Virtually all 2012 Toshiba LED TVs now feature the new Aero Family Design. Hallmarked by a silver wing design along the bottom of the display as well as and thin bezel treatment, these TVs have a modern look that fits well into virtually any home décor.


*Edge LED *

•*L5200 Series:* Toshiba's L5200 Series LED TV is available in 40-, 46- and new 50-inch class screen sizes and features the latest Aero Family Design with an ultra-thin bezel. Full HD 1080p resolution displays for detailed, realistic images and the Series also includes ClearFrame™ 120Hz technology for clear fast action video. The L5200 Series comes equipped with the new Dynamic Picture Mode that creates vibrant images as well as the Audyssey premium sound enhancement suite for increased bass and improved sound clarity. The TVs also include a host of connectivity options with three HDMI® ports, an HD PC Input and a USB Media port. The L5200 Series will be available in March.








•*L4200 Series:* Toshiba's L4200 Series LED TV is available in the 19-, 24- and 32-inch class screen sizes for flexible placement around the home. This Series includes the new Dynamic Picture Mode and Audyssey sound enhancement suite as well as flexible connectivity with two HDMI ports, an HD PC Input and a USB Media port. The L4200 features Toshiba's new Aero Family Design and ultra-thin bezel for a sleek modern appearance. The 19- and 32-inch class size models feature 720p HD resolution, while the 24-inch class screen size features a 1080p full HD display. The L4200 Series will be available in March.








•*V4210 Series:* Toshiba's V4210 1080p Full HD LED/DVD Combo TV will available in the 24-inch class screen size and combines the space-saving convenience of a built-in DVD player with the latest picture and sound technologies. This TV is also equipped with the new Dynamic Picture Mode and Audyssey sound enhancement suite. Additional connectivity includes two HDMI ports and a USB Media port. The HD PC Input allows the TV to double as a high quality PC monitor. The V4210 will be available in March.







*Direct LED* 

•*L2200 Series:* Toshiba's L2200 will be available in the new 50-inch class screen size with 1080p Full HD resolution and features new Direct LED technology.
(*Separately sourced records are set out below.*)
use std::collections::BTreeMap;
use std::io;
use std::sync::Arc;
use std::thread;
use std::time::Duration;
use std::time::Instant;

use crossterm::event::Event;
use crossterm::event::KeyCode;
use crossterm::event::KeyEventKind;
use crossterm::terminal::EnterAlternateScreen;
use crossterm::terminal::LeaveAlternateScreen;
use crossterm::terminal::disable_raw_mode;
use crossterm::terminal::enable_raw_mode;
use ratatui::Terminal;
use ratatui::backend::CrosstermBackend;
use ratatui::layout::Constraint;
use ratatui::layout::Direction;
use ratatui::layout::Layout;
use ratatui::text::Line;
use ratatui::text::Span;
use ratatui::widgets::Paragraph;
use ratatui_mdflow::MarkdownConfig;
use ratatui_mdflow::MarkdownSession;
use ratatui_mdflow::MarkdownStreamView;
use ratatui_mdflow::MarkdownView;
use ratatui_mdflow::karaoke::KaraokeClock;
use ratatui_mdflow_core::theme::Theme;
use ratatui_mdflow_syntax::default_highlighter;

const FRAME: Duration = Duration::from_millis(33);
const WORD_MS: u64 = 180;

struct App {
    session: Arc<MarkdownSession>,
    view: MarkdownStreamView,
    clock: KaraokeClock,
    started: Instant,
}

fn main() -> io::Result<()> {
    if std::env::args().any(|a| a == "-h" || a == "--help") {
        eprintln!("Usage: cargo run -p ratatui-mdflow --example stream [-- config.toml]");
        return Ok(());
    }
    if std::env::var_os("RUST_LOG").is_some() {
        tracing_subscriber::fmt()
            .with_env_filter(tracing_subscriber::EnvFilter::from_default_env())
            .with_writer(io::stderr)
            .init();
    }

    let config = match std::env::args().nth(1) {
        Some(path) => MarkdownConfig::from_path(&path)
            .map_err(|err| io::Error::new(io::ErrorKind::InvalidInput, err))?,
        None => MarkdownConfig::default(),
    };

    let session = MarkdownSession::new();
    let mut view = MarkdownView::from_config(&config);
    view.set_highlighter(Some(default_highlighter()));
    let mut stream = MarkdownStreamView::with_view(Arc::clone(&session), view);
    stream.set_follow_tail(config.view.follow_tail);

    let demo = demo_markdown();
    let clock = KaraokeClock::new(Arc::clone(&session), word_timestamps(&demo));
    spawn_producer(Arc::clone(&session), demo);

    let mut stdout = io::stdout();
    enable_raw_mode()?;
    crossterm::execute!(stdout, EnterAlternateScreen)?;
    let backend = CrosstermBackend::new(stdout);
    let mut terminal = Terminal::new(backend)?;

    let mut app = App {
        session,
        view: stream,
        clock,
        started: Instant::now(),
    };
    let res = run(&mut terminal, &Theme::default(), &mut app);

    disable_raw_mode()?;
    crossterm::execute!(terminal.backend_mut(), LeaveAlternateScreen)?;
    terminal.show_cursor()?;
    app.session.close();
    res
}

fn spawn_producer(session: Arc<MarkdownSession>, demo: String) {
    thread::spawn(move || {
        let chars: Vec<char> = demo.chars().collect();
        for chunk in chars.chunks(4) {
            if session.is_closed() {
                return;
            }
            session.append(&chunk.iter().collect::<String>());
            thread::sleep(Duration::from_millis(12));
        }
    });
}

fn run<B: ratatui::backend::Backend>(
    terminal: &mut Terminal<B>,
    theme: &Theme,
    app: &mut App,
) -> io::Result<()> {
    loop {
        let now = Instant::now();
        if app.clock.is_playing() {
            let elapsed = now.duration_since(app.started).as_millis();
            app.clock.sync(u64::try_from(elapsed).unwrap_or(u64::MAX));
        }

        terminal.draw(|f| ui(f, theme, app, now))?;

        let timeout = app
            .view
            .next_redraw_deadline()
            .map_or(FRAME, |d| d.saturating_duration_since(Instant::now()).min(FRAME));
        if crossterm::event::poll(timeout)?
            && let Event::Key(key) = crossterm::event::read()?
        {
            if key.kind != KeyEventKind::Press {
                continue;
            }
            match key.code {
                KeyCode::Char('q') => return Ok(()),
                KeyCode::Char('f') => {
                    let follow = !app.view.follow_tail();
                    app.view.set_follow_tail(follow);
                    if follow {
                        app.view.view_mut().scroll_to_bottom();
                    }
                }
                KeyCode::Char('p') => {
                    let playing = !app.clock.is_playing();
                    if playing {
                        app.started = Instant::now();
                    } else {
                        app.clock.reset();
                    }
                    app.clock.set_playing(playing);
                }
                KeyCode::Char('j') | KeyCode::Down => app.view.view_mut().scroll_y_by(1),
                KeyCode::Char('k') | KeyCode::Up => app.view.view_mut().scroll_y_by(-1),
                KeyCode::Char('l') | KeyCode::Right => app.view.view_mut().scroll_x_by(4),
                KeyCode::Char('h') | KeyCode::Left => app.view.view_mut().scroll_x_by(-4),
                KeyCode::PageDown => app.view.view_mut().state.page_down(),
                KeyCode::PageUp => app.view.view_mut().state.page_up(),
                KeyCode::Char('g') | KeyCode::Home => app.view.view_mut().state.to_top(),
                KeyCode::Char('G') | KeyCode::End => app.view.view_mut().scroll_to_bottom(),
                _ => {}
            }
        }
    }
}

fn ui(f: &mut ratatui::Frame<'_>, theme: &Theme, app: &mut App, now: Instant) {
    let area = f.area();
    let [main, status_area] = Layout::default()
        .direction(Direction::Vertical)
        .constraints([Constraint::Min(1), Constraint::Length(1)])
        .areas(area);

    app.view.render_ref_at(main, f.buffer_mut(), theme, now);

    let status = Line::from(vec![
        Span::styled(
            format!(
                " v{} | {} bytes | word {} ",
                app.session.version(),
                app.session.get_all_text().len(),
                app.session.highlight_position()
            ),
            theme.text_muted,
        ),
        Span::styled(
            format!(
                "| follow:{} karaoke:{} ",
                if app.view.follow_tail() { "on" } else { "off" },
                if app.clock.is_playing() { "on" } else { "off" }
            ),
            theme.accent,
        ),
        Span::styled("| q quit, j/k scroll, f follow, p karaoke", theme.text_muted),
    ]);
    f.render_widget(Paragraph::new(status), status_area);
}

fn word_timestamps(text: &str) -> BTreeMap<usize, u64> {
    (0..text.split_whitespace().count())
        .map(|i| (i, i as u64 * WORD_MS))
        .collect()
}

fn demo_markdown() -> String {
    r#"# Streaming Markdown

Text arrives a few characters at a time and is **re-parsed in full** on every draw, so
*half-open* emphasis settles as soon as its closing marker lands.

## A table

Columns are sized once every cell has been measured, then never move again.

| crate | role | notes |
|:------|:----:|------:|
| ratatui | drawing | buffers and spans |
| pulldown-cmark | parsing | CommonMark events |
| syntect | highlighting | optional |

## Math and code

Inline math like $E = mc^2$ keeps its run on one row.

$$
\int_0^1 x^2 \, dx = \frac{1}{3}
$$

```rust
fn main() {
    println!("hello from a fenced block");
}
```

- [x] stream text
- [x] commit table widths
- [ ] press `p` for karaoke

> Quoted text keeps its bar
> across wrapped lines.
"#
    .to_string()
}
This TV includes the new Dynamic Picture Mode and Audyssey premium sound enhancement suite as well as two HDMI ports, an HD PC Input and a USB Media port. The L2200 features the new Aero Family Design and will be available in April.

*CCFL* 

•*HT2* – The Toshiba HT2 is available in the super large 65-inch class screen size. Equipped with 1080p Full HD resolution and ClearFrame™ 120Hz technology, this TV delivers true big screen home theater at a great value. Complete connectivity includes three HDMI ports, an HD PC Input and a USB Media port. The HT2 is available now.
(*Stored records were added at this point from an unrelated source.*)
//! A scrollable ratatui widget over one Markdown document.
use std::sync::Arc;
use std::time::Instant;

use ratatui::buffer::Buffer;
use ratatui::layout::Rect;
use ratatui::text::Line;
use ratatui::text::Text;
use ratatui_mdflow_core::render;
use ratatui_mdflow_core::text::CodeHighlighter;
use ratatui_mdflow_core::theme::Theme;
use ratatui_mdflow_core::viewport::ViewportState;
use tracing::trace;

use crate::config::MarkdownConfig;
use crate::element::Element;
use crate::layout::LayoutContext;
use crate::layout::LayoutOptions;
use crate::layout::layout_document;
use crate::math::MathRenderer;
use crate::math::PlainMath;
use crate::parser::ParserOptions;
use crate::renderer::MarkdownRenderer;
use crate::renderer::Overrides;
use crate::table::TableRegistry;
use crate::table::TableSizing;

#[derive(Clone, Debug, PartialEq)]
pub struct MarkdownViewOptions {
    pub show_scrollbar: bool,
    pub padding_left: u16,
    pub padding_right: u16,
    pub layout: LayoutOptions,
    pub base_url: Option<String>,
    pub parser: ParserOptions,
    pub table: TableSizing,
}

impl Default for MarkdownViewOptions {
    fn default() -> Self {
        Self {
            show_scrollbar: true,
            padding_left: 0,
            padding_right: 0,
            layout: LayoutOptions::default(),
            base_url: None,
            parser: ParserOptions::default(),
            table: TableSizing::default(),
        }
    }
}

impl From<&MarkdownConfig> for MarkdownViewOptions {
    fn from(config: &MarkdownConfig) -> Self {
        let view = &config.view;
        Self {
            show_scrollbar: view.show_scrollbar,
            padding_left: view.padding_left,
            padding_right: view.padding_right,
            layout: LayoutOptions {
                wrap: view.wrap,
                show_link_destinations: view.show_link_destinations,
                code_block_indent: view.code_block_indent,
                ..LayoutOptions::default()
            },
            base_url: view.base_url.clone(),
            parser: config.parser.options(),
            table: config.table.sizing(),
        }
    }
}

#[derive(Clone, Debug, PartialEq)]
struct LayoutKey {
    width: u16,
    highlight_position: usize,
    theme: Theme,
}

/// Renders Markdown into a scrollable viewport.
///
/// Layout is cached per width, theme and highlight position. Tables whose widths are not yet
/// committed stay hidden; [`MarkdownView::next_redraw_deadline`] tells the host when to draw
/// again so the fallback commit becomes visible.
pub struct MarkdownView {
    source: String,
    options: MarkdownViewOptions,
    renderer: MarkdownRenderer,
    element: Element,
    highlighter: Option<Arc<dyn CodeHighlighter + Send + Sync>>,
    math: Arc<dyn MathRenderer>,
    tables: TableRegistry,
    highlight_position: usize,
    rendered: Vec<Line<'static>>,
    cached: Option<LayoutKey>,
    pub state: ViewportState,
}

impl Default for MarkdownView {
    fn default() -> Self {
        Self::with_options(MarkdownViewOptions::default())
    }
}

impl std::fmt::Debug for MarkdownView {
    fn fmt(&self, f: &mut std::fmt::Formatter<'_>) -> std::fmt::Result {
        f.debug_struct("MarkdownView")
            .field("source_len", &self.source.len())
            .field("options", &self.options)
            .field("tables", &self.tables.len())
            .field("highlight_position", &self.highlight_position)
            .field("state", &self.state)
            .finish_non_exhaustive()
    }
}

impl MarkdownView {
    pub fn new() -> Self {
        Self::default()
    }

    pub fn with_options(options: MarkdownViewOptions) -> Self {
        let renderer = MarkdownRenderer::default()
            .with_options(options.parser)
            .with_base_url(options.base_url.as_deref());
        Self::with_renderer(renderer, options)
    }

    /// Builds a view from loaded configuration, including the parser's input limit.
    pub fn from_config(config: &MarkdownConfig) -> Self {
        let options = MarkdownViewOptions::from(config);
        let renderer = MarkdownRenderer::new(Arc::new(config.parser.build()))
            .with_options(options.parser)
            .with_base_url(options.base_url.as_deref());
        Self::with_renderer(renderer, options)
    }

    /// Uses `renderer` as is; its parser, options and overrides take effect on the next
    /// [`MarkdownView::set_markdown`].
    pub fn with_renderer(renderer: MarkdownRenderer, options: MarkdownViewOptions) -> Self {
        Self {
            source: String::new(),
            tables: TableRegistry::new(options.table),
            options,
            renderer,
            element: Element::Empty,
            highlighter: None,
            math: Arc::new(PlainMath),
            highlight_position: 0,
            rendered: Vec::new(),
            cached: None,
            state: ViewportState::default(),
        }
    }

    pub fn with_overrides(mut self, overrides: Overrides) -> Self {
        self.renderer = self.renderer.with_overrides(overrides);
        self.rerender();
        self
    }

    pub fn options(&self) -> &MarkdownViewOptions {
        &self.options
    }

    pub fn renderer(&self) -> &MarkdownRenderer {
        &self.renderer
    }

    pub fn source(&self) -> &str {
        &self.source
    }

    pub fn element(&self) -> &Element {
        &self.element
    }

    /// Sets markdown source and re-renders it.
    ///
    /// Table layouts are kept: the n-th table of the new text inherits the committed widths of
    /// the n-th table of the old one.
    pub fn set_markdown(&mut self, input: &str) {
        self.source = input.to_string();
        self.rerender();
    }

    fn rerender(&mut self) {
        self.element = self.renderer.render_source(&self.source);
        self.cached = None;
    }

    pub fn highlight_position(&self) -> usize {
        self.highlight_position
    }

    /// Number of leading prose words drawn with [`Theme::highlight`].
    pub fn set_highlight_position(&mut self, words: usize) {
        if self.highlight_position != words {
            self.highlight_position = words;
            self.cached = None;
        }
    }

    /// Sets an optional highlighter used for code blocks.
    pub fn set_highlighter(&mut self, highlighter: Option<Arc<dyn CodeHighlighter + Send + Sync>>) {
        self.highlighter = highlighter;
        self.cached = None;
    }

    pub fn set_math_renderer(&mut self, math: Arc<dyn MathRenderer>) {
        self.math = math;
        self.cached = None;
    }

    /// Updates viewport size for `area` (and accounts for optional scrollbar/padding).
    pub fn set_viewport(&mut self, area: Rect) {
        let content_area = inset_h(
            self.scrollbar_split(area).0,
            self.options.padding_left,
            self.options.padding_right,
        );
        self.state
            .set_viewport(content_area.width, content_area.height);
    }

    /// Scrolls vertically (y axis).
    pub fn scroll_y_by(&mut self, delta: i32) {
        self.state.scroll_y_by(delta);
    }

    /// Scrolls horizontally (x axis). Tables wider than the viewport are reached this way.
    pub fn scroll_x_by(&mut self, delta: i32) {
        self.state.scroll_x_by(delta);
    }

    /// Earliest instant at which a pending table will commit by fallback.
    pub fn next_redraw_deadline(&self) -> Option<Instant> {
        self.tables.next_deadline()
    }

    pub fn tables(&self) -> &TableRegistry {
        &self.tables
    }

    pub fn render_ref(&mut self, area: Rect, buf: &mut Buffer, theme: &Theme) {
        self.render_ref_at(area, buf, theme, Instant::now());
    }

    pub fn render_ref_at(&mut self, area: Rect, buf: &mut Buffer, theme: &Theme, now: Instant) {
        if area.width == 0 || area.height == 0 {
            return;
        }

        let (content_area, scrollbar_x) = self.scrollbar_split(area);
        self.set_viewport(area);
        let inner = inset_h(
            content_area,
            self.options.padding_left,
            self.options.padding_right,
        );
        self.ensure_layout(inner.width, theme, now);

        for row in 0..content_area.height {
            let y = content_area.y + row;
            let idx = (self.state.y as usize).saturating_add(row as usize);
            buf.set_style(
                Rect::new(content_area.x, y, content_area.width, 1),
                theme.text_primary,
            );
            if let Some(line) = self.rendered.get(idx) {
                render::render_spans_clipped(
                    inner.x,
                    y,
                    self.state.x,
                    inner.width,
                    buf,
                    &line.spans,
                    theme.text_primary,
                );
            }
        }

        if let Some(sb_x) = scrollbar_x {
            render::render_scrollbar(
                Rect::new(sb_x, area.y, 1, area.height),
                buf,
                &self.state,
                theme.text_muted,
            );
        }
    }

    pub fn lines_for_width(&mut self, width: u16, theme: &Theme) -> Vec<Line<'static>> {
        self.lines_for_width_at(width, theme, Instant::now())
    }

    pub fn lines_for_width_at(
        &mut self,
        width: u16,
        theme: &Theme,
        now: Instant,
    ) -> Vec<Line<'static>> {
        let width = width
            .saturating_sub(self.options.padding_left)
            .saturating_sub(self.options.padding_right);
        self.ensure_layout(width, theme, now);
        self.rendered.clone()
    }

    pub fn as_text(&mut self) -> Text<'static> {
        let theme = Theme::default();
        let width = self.cached.as_ref().map_or(80, |k| k.width);
        self.ensure_layout(width, &theme, Instant::now());
        Text::from(self.rendered.clone())
    }

    /// Content height and width of the last layout.
    pub fn content_size(&self) -> (u32, u32) {
        (self.state.content_h, self.state.content_w)
    }

    pub fn is_at_bottom(&self) -> bool {
        self.state.is_at_bottom()
    }

    pub fn scroll_to_bottom(&mut self) {
        self.state.to_bottom();
    }

    fn scrollbar_split(&self, area: Rect) -> (Rect, Option<u16>) {
        if self.options.show_scrollbar && area.width >= 2 {
            (
                Rect::new(area.x, area.y, area.width - 1, area.height),
                Some(area.x + area.width - 1),
            )
        } else {
            (area, None)
        }
    }

    fn ensure_layout(&mut self, width: u16, theme: &Theme, now: Instant) {
        let fallback_due = self.tables.next_deadline().is_some_and(|d| now >= d);
        if !fallback_due
            && let Some(key) = &self.cached
            && key.width == width
            && key.highlight_position == self.highlight_position
            && key.theme == *theme
        {
            return;
        }

        let highlighter = self
            .highlighter
            .as_deref()
            .map(|h| h as &dyn CodeHighlighter);
        let mut cx = LayoutContext::new(
            theme,
            &self.options.layout,
            self.math.as_ref(),
            &mut self.tables,
            now,
        )
        .with_highlighter(highlighter)
        .with_highlight_position(self.highlight_position);
        self.rendered = layout_document(&self.element, width, &mut cx);
        trace!(
            width,
            lines = self.rendered.len(),
            fallback_due,
            "markdown layout"
        );

        self.cached = Some(LayoutKey {
            width,
            highlight_position: self.highlight_position,
            theme: theme.clone(),
        });
        let content_w = render::max_line_width(&self.rendered) as u32;
        self.state.set_content(content_w, self.rendered.len() as u32);
    }
}

fn inset_h(area: Rect, left: u16, right: u16) -> Rect {
    let left = left.min(area.width);
    let right = right.min(area.width.saturating_sub(left));
    Rect::new(
        area.x + left,
        area.y,
        area.width.saturating_sub(left + right),
        area.height,
    )
}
•*E220* – Toshiba's E220 will be available in the 40-inch class screen size and offers 1080p Full HD resolution, Dynamic Picture Mode and Audyssey sound enhancement suite, which makes it ideal for all types of home entertainment, including gaming. Connectivity includes two HDMI ports, HD PC Input and USB Media port. The E220 will be available in January.








•*C120 *– Toshiba's C120 will be available in the space-saving 32-inch screen size. The TV features 720p HD resolution, Dynamic Picture Mode and Audyssey sound enhancement suite, creating big punch in a smaller package. Connectivity includes two HDMI ports, an HD PC Input and a USB Media port. The C120 will be available in January.


----------



## SAC (Dec 3, 2009)

Thanks...

...just a few nitpicky observations...

Apparently they have not listened to everything that customers want - as some of their upscale models STILL have the distracting reflective gloss frame that they (and Samsung) seem to relish on both their TVs and (which is even worse on their) laptops....:rolleyesno: A simple flat finish bezel would be such a welcomed change!

And now that they have Audyssey, we can expect "more natural sound and deeper bass performance" from the 3W 1/2" bezel mounted speakers....


----------



## Jason_Nolan (Jul 4, 2008)

I thought the next push was OLED?


----------